■ What you need to do
Copy out the entire listing word for word.

───── Extracted entries

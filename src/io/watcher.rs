use std::path::{Path, PathBuf};
use std::sync::mpsc;
use std::time::Duration;

use notify::{Config, Event, EventKind, RecommendedWatcher, RecursiveMode, Watcher};

/// Watches one checklist file for changes made outside the app.
///
/// The parent directory is watched (non-recursively) so that editors that save
/// by writing a new file and renaming it over the old one are still seen.
pub struct FileWatcher {
    _watcher: RecommendedWatcher,
    rx: mpsc::Receiver<()>,
    path: PathBuf,
}

impl FileWatcher {
    pub fn start(path: &Path) -> Result<Self, notify::Error> {
        let (tx, rx) = mpsc::channel();
        let file_name = path.file_name().map(|n| n.to_os_string());
        let dir = path
            .parent()
            .filter(|p| !p.as_os_str().is_empty())
            .unwrap_or(Path::new("."))
            .to_path_buf();

        let mut watcher = RecommendedWatcher::new(
            move |result: Result<Event, notify::Error>| {
                let Ok(event) = result else {
                    return;
                };
                match event.kind {
                    EventKind::Create(_) | EventKind::Modify(_) | EventKind::Remove(_) => {}
                    _ => return,
                }
                let relevant = event
                    .paths
                    .iter()
                    .any(|p| p.file_name().map(|n| n.to_os_string()) == file_name);
                if relevant {
                    let _ = tx.send(());
                }
            },
            Config::default(),
        )?;

        watcher.watch(&dir, RecursiveMode::NonRecursive)?;
        Ok(FileWatcher {
            _watcher: watcher,
            rx,
            path: path.to_path_buf(),
        })
    }

    pub fn path(&self) -> &Path {
        &self.path
    }

    /// Non-blocking: whether any change arrived since the last poll.
    pub fn poll(&self) -> bool {
        let mut changed = false;
        while self.rx.try_recv().is_ok() {
            changed = true;
        }
        changed
    }

    /// Block up to `timeout` for a change, then drain the burst that follows.
    pub fn wait(&self, timeout: Duration) -> bool {
        match self.rx.recv_timeout(timeout) {
            Ok(()) => {
                // Editors often emit several events per save
                std::thread::sleep(Duration::from_millis(50));
                self.poll();
                true
            }
            Err(_) => false,
        }
    }
}
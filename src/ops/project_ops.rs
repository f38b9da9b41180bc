use std::cmp::Ordering;
use std::path::PathBuf;

use chrono::{DateTime, Utc};
use serde::Serialize;

use crate::model::config::SortKey;

/// One row of the project list
#[derive(Debug, Clone, PartialEq, Serialize)]
pub struct ProjectSummary {
    pub name: String,
    pub path: PathBuf,
    /// Completion percentage, `None` when the file could not be loaded
    pub progress: Option<f64>,
    pub last_accessed: Option<DateTime<Utc>>,
}

/// Order projects by `key`. Entries with no value for the key (never accessed,
/// unreadable file) sort after everything else in either direction; ties fall
/// back to the name.
pub fn sort_projects(projects: &mut [ProjectSummary], key: SortKey, ascending: bool) {
    projects.sort_by(|a, b| {
        let primary = match key {
            SortKey::Name => directed(cmp_names(a, b), ascending),
            SortKey::Progress => cmp_missing_last(a.progress, b.progress, ascending, |x, y| {
                x.total_cmp(y)
            }),
            SortKey::LastAccessed => {
                cmp_missing_last(a.last_accessed, b.last_accessed, ascending, |x, y| x.cmp(y))
            }
        };
        primary.then_with(|| cmp_names(a, b))
    });
}

fn cmp_names(a: &ProjectSummary, b: &ProjectSummary) -> Ordering {
    a.name
        .to_lowercase()
        .cmp(&b.name.to_lowercase())
        .then_with(|| a.path.cmp(&b.path))
}

fn directed(ordering: Ordering, ascending: bool) -> Ordering {
    if ascending { ordering } else { ordering.reverse() }
}

fn cmp_missing_last<T>(
    a: Option<T>,
    b: Option<T>,
    ascending: bool,
    cmp: impl Fn(&T, &T) -> Ordering,
) -> Ordering {
    match (a, b) {
        (Some(x), Some(y)) => directed(cmp(&x, &y), ascending),
        (Some(_), None) => Ordering::Less,
        (None, Some(_)) => Ordering::Greater,
        (None, None) => Ordering::Equal,
    }
}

──────────

■ Task response
filename src/io/watcher.rs
use std::path::{Path, PathBuf};
use std::sync::mpsc;
use std::time::Duration;

use notify::{Config, Event, EventKind, RecommendedWatcher, RecursiveMode, Watcher};

/// Watches one checklist file for changes made outside the app.
///
/// The parent directory is watched (non-recursively) so that editors that save
/// by writing a new file and renaming it over the old one are still seen.
pub struct FileWatcher {
    _watcher: RecommendedWatcher,
    rx: mpsc::Receiver<()>,
    path: PathBuf,
}

impl FileWatcher {
    pub fn start(path: &Path) -> Result<Self, notify::Error> {
        let (tx, rx) = mpsc::channel();
        let file_name = path.file_name().map(|n| n.to_os_string());
        let dir = path
            .parent()
            .filter(|p| !p.as_os_str().is_empty())
            .unwrap_or(Path::new("."))
            .to_path_buf();

        let mut watcher = RecommendedWatcher::new(
            move |result: Result<Event, notify::Error>| {
                let Ok(event) = result else {
                    return;
                };
                match event.kind {
                    EventKind::Create(_) | EventKind::Modify(_) | EventKind::Remove(_) => {}
                    _ => return,
                }
                let relevant = event
                    .paths
                    .iter()
                    .any(|p| p.file_name().map(|n| n.to_os_string()) == file_name);
                if relevant {
                    let _ = tx.send(());
                }
            },
            Config::default(),
        )?;

        watcher.watch(&dir, RecursiveMode::NonRecursive)?;
        Ok(FileWatcher {
            _watcher: watcher,
            rx,
            path: path.to_path_buf(),
        })
    }

    pub fn path(&self) -> &Path {
        &self.path
    }

    /// Non-blocking: whether any change arrived since the last poll.
    pub fn poll(&self) -> bool {
        let mut changed = false;
        while self.rx.try_recv().is_ok() {
            changed = true;
        }
        changed
    }

    /// Block up to `timeout` for a change, then drain the burst that follows.
    pub fn wait(&self, timeout: Duration) -> bool {
        match self.rx.recv_timeout(timeout) {
            Ok(()) => {
                // Editors often emit several events per save
                std::thread::sleep(Duration::from_millis(50));
                self.poll();
                true
            }
            Err(_) => false,
        }
    }
}
filename src/ops/project_ops.rs
repository f38b9da9b41180bc
use std::cmp::Ordering;
use std::path::PathBuf;

use chrono::{DateTime, Utc};
use serde::Serialize;

use crate::model::config::SortKey;

/// One row of the project list
#[derive(Debug, Clone, PartialEq, Serialize)]
pub struct ProjectSummary {
    pub name: String,
    pub path: PathBuf,
    /// Completion percentage, `None` when the file could not be loaded
    pub progress: Option<f64>,
    pub last_accessed: Option<DateTime<Utc>>,
}

/// Order projects by `key`. Entries with no value for the key (never accessed,
/// unreadable file) sort after everything else in either direction; ties fall
/// back to the name.
pub fn sort_projects(projects: &mut [ProjectSummary], key: SortKey, ascending: bool) {
    projects.sort_by(|a, b| {
        let primary = match key {
            SortKey::Name => directed(cmp_names(a, b), ascending),
            SortKey::Progress => cmp_missing_last(a.progress, b.progress, ascending, |x, y| {
                x.total_cmp(y)
            }),
            SortKey::LastAccessed => {
                cmp_missing_last(a.last_accessed, b.last_accessed, ascending, |x, y| x.cmp(y))
            }
        };
        primary.then_with(|| cmp_names(a, b))
    });
}

fn cmp_names(a: &ProjectSummary, b: &ProjectSummary) -> Ordering {
    a.name
        .to_lowercase()
        .cmp(&b.name.to_lowercase())
        .then_with(|| a.path.cmp(&b.path))
}

fn directed(ordering: Ordering, ascending: bool) -> Ordering {
    if ascending { ordering } else { ordering.reverse() }
}

fn cmp_missing_last<T>(
    a: Option<T>,
    b: Option<T>,
    ascending: bool,
    cmp: impl Fn(&T, &T) -> Ordering,
) -> Ordering {
    match (a, b) {
        (Some(x), Some(y)) => directed(cmp(&x, &y), ascending),
        (Some(_), None) => Ordering::Less,
        (None, Some(_)) => Ordering::Greater,
        (None, None) => Ordering::Equal,
    }
}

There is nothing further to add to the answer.